» **What is required**: Select the lines of the records containing the word "true" and list them.

____ Exercise data

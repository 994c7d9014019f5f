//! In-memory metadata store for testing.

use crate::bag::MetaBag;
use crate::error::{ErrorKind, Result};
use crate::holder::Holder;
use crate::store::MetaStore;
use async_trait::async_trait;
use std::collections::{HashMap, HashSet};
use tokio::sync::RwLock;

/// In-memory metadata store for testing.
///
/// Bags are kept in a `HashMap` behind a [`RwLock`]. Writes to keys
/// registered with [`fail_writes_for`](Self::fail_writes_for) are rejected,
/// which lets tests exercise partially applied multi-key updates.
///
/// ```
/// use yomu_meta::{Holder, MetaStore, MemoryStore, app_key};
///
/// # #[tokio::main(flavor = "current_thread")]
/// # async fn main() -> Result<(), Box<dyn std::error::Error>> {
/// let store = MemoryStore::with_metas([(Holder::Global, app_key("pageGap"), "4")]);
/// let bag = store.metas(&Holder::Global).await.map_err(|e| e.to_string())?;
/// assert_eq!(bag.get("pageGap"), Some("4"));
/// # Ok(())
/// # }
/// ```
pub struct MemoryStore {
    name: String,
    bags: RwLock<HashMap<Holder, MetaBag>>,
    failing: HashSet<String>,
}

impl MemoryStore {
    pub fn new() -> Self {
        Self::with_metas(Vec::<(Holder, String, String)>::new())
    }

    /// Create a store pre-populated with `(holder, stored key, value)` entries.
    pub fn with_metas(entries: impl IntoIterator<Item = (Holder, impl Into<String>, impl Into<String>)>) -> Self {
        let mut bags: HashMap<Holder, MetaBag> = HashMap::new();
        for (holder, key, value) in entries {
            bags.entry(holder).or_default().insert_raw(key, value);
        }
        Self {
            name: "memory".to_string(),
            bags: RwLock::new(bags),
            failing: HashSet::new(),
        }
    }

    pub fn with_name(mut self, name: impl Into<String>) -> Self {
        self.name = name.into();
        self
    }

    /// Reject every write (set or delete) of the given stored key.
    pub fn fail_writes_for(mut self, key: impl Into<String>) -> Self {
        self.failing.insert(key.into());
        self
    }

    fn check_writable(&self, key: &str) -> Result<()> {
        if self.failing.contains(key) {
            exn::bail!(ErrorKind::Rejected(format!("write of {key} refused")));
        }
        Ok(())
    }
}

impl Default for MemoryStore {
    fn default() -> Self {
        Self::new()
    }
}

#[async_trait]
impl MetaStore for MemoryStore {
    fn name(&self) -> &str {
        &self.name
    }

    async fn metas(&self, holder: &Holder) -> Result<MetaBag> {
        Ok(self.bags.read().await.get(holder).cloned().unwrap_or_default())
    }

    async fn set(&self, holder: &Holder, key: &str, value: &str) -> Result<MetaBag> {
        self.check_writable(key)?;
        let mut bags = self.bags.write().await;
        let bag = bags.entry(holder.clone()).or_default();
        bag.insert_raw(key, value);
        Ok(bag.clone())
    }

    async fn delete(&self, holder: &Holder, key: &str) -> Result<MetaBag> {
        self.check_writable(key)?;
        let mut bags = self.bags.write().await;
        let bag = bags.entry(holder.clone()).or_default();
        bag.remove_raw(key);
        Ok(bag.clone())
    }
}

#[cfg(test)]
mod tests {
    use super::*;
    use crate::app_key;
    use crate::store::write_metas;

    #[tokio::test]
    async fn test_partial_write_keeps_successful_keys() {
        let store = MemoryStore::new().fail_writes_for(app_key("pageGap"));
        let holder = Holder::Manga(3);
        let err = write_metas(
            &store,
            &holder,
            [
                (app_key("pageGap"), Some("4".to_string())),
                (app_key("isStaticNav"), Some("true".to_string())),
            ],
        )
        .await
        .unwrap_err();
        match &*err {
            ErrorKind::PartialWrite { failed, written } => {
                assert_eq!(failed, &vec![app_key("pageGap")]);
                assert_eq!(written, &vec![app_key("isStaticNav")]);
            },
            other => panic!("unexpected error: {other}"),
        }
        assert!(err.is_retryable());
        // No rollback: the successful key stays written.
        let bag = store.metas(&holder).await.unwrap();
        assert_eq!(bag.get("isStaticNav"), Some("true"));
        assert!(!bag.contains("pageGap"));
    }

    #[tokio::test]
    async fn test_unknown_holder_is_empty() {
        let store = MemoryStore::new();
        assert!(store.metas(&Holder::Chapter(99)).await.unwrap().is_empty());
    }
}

________

» **Response**:
                (app_key("isStaticNav"), Some("true".to_string())),
        assert_eq!(bag.get("isStaticNav"), Some("true"));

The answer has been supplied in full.